┌──

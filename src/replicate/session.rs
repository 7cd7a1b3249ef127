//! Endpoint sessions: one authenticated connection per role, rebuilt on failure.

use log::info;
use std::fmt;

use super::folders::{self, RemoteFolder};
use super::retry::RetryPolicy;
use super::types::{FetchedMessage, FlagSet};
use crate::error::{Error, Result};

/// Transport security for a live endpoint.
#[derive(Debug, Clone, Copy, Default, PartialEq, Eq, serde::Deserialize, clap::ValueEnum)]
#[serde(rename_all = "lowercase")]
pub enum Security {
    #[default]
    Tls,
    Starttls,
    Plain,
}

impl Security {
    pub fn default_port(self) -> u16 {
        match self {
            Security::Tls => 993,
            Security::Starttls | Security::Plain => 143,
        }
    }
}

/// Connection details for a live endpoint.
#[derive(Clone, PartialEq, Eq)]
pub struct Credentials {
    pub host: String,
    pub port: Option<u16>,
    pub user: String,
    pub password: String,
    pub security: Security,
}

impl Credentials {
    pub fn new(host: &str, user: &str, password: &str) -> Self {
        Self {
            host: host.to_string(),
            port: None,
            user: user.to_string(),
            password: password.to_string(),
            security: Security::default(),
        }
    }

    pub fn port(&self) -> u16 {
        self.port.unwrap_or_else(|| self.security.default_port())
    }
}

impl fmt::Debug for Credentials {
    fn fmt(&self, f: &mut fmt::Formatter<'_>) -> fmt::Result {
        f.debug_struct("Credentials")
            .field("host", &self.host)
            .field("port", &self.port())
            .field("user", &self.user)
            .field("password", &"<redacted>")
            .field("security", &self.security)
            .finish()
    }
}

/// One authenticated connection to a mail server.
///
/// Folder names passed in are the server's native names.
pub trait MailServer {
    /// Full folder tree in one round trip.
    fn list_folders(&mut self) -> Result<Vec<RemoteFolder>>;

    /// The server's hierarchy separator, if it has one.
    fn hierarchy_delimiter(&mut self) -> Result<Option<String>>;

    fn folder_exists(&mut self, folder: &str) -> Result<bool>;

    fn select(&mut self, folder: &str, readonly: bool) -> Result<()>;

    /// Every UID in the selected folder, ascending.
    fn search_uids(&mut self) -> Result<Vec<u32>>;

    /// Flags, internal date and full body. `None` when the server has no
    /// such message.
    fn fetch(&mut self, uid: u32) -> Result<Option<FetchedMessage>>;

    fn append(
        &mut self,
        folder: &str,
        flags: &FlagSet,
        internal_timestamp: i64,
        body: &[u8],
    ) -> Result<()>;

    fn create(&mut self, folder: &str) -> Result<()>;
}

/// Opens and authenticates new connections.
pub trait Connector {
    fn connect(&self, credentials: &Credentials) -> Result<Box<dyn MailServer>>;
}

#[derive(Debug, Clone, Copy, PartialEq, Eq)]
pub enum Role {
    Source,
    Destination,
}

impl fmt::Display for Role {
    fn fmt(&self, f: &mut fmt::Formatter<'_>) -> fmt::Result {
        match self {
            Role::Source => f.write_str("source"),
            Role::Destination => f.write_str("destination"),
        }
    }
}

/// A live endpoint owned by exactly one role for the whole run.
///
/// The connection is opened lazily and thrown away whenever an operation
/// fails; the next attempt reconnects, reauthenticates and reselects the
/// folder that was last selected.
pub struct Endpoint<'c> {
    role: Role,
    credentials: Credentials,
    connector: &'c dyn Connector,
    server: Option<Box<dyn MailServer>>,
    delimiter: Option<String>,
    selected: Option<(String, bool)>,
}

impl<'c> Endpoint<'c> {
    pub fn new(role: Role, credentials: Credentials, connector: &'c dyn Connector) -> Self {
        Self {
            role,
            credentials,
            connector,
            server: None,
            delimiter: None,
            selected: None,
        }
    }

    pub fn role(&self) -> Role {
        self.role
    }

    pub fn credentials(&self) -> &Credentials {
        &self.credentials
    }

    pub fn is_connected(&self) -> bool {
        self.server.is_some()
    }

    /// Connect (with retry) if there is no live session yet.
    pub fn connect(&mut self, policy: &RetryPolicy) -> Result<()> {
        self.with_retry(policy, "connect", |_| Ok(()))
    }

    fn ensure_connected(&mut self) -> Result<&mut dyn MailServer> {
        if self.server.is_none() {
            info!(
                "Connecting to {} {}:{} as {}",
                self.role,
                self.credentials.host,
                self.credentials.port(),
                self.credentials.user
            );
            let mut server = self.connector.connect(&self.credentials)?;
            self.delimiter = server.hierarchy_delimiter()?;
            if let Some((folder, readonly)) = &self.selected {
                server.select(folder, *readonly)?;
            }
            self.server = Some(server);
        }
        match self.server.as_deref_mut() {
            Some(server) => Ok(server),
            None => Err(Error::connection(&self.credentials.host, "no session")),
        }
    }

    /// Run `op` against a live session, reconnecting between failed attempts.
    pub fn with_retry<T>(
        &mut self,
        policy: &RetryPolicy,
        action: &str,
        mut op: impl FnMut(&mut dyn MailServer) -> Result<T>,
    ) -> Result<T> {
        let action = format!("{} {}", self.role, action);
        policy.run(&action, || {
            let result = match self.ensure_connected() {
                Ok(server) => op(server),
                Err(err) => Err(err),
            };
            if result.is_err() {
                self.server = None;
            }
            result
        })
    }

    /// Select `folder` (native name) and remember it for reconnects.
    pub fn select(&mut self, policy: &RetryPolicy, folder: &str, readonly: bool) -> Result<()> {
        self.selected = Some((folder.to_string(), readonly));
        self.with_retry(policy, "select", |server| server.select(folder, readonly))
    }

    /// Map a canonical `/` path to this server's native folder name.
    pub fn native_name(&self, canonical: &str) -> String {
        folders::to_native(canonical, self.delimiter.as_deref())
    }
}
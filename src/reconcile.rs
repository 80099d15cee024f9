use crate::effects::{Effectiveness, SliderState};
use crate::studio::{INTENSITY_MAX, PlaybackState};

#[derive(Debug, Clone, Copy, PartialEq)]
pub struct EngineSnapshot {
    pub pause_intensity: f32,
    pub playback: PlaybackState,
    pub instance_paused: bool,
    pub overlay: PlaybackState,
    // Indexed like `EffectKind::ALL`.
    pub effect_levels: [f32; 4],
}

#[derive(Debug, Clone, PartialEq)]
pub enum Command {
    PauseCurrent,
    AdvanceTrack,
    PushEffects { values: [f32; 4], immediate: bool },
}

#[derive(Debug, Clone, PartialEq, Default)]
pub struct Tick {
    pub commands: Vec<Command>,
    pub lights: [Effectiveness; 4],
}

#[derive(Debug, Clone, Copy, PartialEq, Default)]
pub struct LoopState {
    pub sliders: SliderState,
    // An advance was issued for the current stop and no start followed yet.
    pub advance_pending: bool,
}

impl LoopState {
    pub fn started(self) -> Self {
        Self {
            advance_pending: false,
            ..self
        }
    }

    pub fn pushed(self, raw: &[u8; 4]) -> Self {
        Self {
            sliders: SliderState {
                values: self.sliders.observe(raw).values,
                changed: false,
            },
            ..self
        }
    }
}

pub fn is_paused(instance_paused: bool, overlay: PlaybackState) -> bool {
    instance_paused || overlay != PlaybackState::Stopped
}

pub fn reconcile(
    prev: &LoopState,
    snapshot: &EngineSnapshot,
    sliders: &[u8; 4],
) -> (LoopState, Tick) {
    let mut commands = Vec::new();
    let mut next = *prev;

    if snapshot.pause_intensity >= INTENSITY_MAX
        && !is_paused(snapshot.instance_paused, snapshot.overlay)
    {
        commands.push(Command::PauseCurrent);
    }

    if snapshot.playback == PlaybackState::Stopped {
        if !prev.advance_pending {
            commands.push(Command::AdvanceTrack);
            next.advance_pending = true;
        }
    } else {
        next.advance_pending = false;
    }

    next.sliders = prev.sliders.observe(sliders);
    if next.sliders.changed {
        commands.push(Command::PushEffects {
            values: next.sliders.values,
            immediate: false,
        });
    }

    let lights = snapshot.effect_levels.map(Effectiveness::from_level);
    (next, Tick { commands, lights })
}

└──

_TASK ITEM_
Give only the number of lines in the material above that include the word "MailServer".

_EXERCISE RESULT_
5